--- INPUT DATA ---
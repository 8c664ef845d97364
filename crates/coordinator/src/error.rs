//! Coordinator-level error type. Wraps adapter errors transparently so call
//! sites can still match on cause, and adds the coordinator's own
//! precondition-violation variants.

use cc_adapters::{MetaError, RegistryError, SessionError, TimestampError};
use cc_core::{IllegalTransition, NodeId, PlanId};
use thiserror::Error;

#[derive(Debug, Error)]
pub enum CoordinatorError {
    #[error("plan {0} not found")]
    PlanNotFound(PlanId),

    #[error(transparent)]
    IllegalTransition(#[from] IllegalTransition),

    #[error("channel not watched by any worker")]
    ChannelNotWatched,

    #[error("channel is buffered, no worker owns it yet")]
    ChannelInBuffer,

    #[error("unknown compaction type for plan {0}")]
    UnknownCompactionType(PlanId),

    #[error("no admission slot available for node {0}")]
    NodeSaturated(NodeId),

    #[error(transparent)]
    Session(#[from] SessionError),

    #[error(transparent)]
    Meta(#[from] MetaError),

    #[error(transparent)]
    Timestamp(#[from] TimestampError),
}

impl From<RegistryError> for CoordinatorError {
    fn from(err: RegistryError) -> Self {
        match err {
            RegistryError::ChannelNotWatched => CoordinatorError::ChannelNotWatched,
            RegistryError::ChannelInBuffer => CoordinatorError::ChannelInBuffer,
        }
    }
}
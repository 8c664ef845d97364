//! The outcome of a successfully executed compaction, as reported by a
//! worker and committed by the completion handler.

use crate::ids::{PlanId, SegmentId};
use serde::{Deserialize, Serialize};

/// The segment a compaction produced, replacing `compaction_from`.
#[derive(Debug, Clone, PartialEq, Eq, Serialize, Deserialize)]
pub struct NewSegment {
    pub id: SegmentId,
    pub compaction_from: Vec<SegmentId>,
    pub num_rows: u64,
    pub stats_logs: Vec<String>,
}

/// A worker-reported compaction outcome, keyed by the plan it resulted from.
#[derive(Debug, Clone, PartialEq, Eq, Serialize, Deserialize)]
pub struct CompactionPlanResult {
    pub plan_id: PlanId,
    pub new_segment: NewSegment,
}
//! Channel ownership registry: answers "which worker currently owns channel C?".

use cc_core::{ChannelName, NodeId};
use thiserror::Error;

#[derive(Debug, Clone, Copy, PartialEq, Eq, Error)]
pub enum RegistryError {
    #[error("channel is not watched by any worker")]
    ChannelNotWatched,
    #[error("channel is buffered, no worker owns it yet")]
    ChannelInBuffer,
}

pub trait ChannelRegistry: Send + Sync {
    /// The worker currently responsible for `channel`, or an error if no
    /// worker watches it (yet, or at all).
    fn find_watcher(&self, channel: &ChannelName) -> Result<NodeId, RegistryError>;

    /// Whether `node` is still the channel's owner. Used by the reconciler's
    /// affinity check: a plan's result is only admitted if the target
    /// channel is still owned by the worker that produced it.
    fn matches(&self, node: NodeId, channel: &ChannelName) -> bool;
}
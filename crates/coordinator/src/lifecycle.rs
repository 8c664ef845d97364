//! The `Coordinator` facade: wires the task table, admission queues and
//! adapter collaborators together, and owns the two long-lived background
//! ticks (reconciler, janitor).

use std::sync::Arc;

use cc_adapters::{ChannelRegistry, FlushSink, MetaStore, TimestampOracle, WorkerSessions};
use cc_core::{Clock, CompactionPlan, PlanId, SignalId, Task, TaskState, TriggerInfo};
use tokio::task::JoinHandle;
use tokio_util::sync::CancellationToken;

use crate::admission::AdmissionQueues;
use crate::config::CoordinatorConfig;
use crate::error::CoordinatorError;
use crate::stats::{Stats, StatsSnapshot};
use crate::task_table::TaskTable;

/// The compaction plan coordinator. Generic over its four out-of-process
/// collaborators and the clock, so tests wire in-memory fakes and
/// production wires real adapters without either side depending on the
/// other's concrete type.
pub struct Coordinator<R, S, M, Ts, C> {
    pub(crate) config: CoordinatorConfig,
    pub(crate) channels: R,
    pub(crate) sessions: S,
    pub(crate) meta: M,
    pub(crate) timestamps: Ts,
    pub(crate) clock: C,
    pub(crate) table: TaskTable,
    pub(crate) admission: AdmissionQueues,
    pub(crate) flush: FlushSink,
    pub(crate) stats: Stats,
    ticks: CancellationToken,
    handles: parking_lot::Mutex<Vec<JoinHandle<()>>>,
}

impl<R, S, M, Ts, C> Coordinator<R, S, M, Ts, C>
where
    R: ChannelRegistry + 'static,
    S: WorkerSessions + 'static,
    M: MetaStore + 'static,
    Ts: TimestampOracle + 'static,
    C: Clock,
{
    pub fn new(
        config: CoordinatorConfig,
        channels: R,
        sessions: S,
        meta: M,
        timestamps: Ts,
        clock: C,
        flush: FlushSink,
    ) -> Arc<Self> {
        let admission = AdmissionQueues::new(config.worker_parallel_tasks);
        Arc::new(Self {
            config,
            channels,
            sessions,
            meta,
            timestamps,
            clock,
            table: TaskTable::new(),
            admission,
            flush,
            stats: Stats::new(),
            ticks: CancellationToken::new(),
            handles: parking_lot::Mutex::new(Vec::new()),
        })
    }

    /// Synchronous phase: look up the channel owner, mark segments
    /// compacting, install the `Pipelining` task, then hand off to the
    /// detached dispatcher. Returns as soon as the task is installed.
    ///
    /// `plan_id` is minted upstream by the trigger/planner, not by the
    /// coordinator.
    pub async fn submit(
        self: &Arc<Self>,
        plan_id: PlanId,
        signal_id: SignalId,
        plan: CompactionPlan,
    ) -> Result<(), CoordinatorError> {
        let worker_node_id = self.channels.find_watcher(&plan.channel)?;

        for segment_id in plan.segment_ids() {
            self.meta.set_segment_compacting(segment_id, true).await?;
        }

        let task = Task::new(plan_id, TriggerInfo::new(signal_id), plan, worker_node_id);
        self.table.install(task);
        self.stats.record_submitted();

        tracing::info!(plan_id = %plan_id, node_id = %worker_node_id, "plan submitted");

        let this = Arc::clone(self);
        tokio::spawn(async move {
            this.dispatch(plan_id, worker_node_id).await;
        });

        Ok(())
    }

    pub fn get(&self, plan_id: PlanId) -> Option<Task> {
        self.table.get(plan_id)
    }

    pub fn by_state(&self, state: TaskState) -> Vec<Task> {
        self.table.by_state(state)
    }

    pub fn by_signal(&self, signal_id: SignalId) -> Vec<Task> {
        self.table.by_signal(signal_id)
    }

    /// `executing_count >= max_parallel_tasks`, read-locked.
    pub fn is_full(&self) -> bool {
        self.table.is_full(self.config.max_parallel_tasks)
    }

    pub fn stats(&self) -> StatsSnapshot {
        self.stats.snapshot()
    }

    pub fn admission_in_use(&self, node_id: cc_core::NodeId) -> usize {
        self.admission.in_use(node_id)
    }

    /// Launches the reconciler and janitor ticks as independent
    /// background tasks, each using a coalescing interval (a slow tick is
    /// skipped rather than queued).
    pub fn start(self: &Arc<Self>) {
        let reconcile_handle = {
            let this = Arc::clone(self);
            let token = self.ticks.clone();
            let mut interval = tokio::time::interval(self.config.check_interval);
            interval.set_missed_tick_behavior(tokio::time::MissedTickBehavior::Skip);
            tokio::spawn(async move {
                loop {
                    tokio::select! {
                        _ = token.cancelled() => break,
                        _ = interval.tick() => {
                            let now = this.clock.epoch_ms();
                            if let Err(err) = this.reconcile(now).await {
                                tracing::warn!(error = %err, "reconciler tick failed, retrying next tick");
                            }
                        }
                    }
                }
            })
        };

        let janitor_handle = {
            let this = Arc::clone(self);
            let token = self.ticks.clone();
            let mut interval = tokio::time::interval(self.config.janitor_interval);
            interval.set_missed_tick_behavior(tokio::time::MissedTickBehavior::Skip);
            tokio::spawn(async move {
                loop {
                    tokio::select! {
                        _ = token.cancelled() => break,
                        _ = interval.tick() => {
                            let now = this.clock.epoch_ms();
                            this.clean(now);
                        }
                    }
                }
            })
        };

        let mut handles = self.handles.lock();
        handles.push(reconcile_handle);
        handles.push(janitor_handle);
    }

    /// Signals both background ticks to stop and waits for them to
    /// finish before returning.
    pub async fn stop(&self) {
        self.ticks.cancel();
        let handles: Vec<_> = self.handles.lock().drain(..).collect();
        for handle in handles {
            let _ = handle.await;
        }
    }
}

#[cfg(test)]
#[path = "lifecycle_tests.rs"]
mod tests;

--- TO DO ---
Only the count is wanted. Count the lines of the data above that include the string "TriggerInfo".

--- ANSWER SECTION ---
2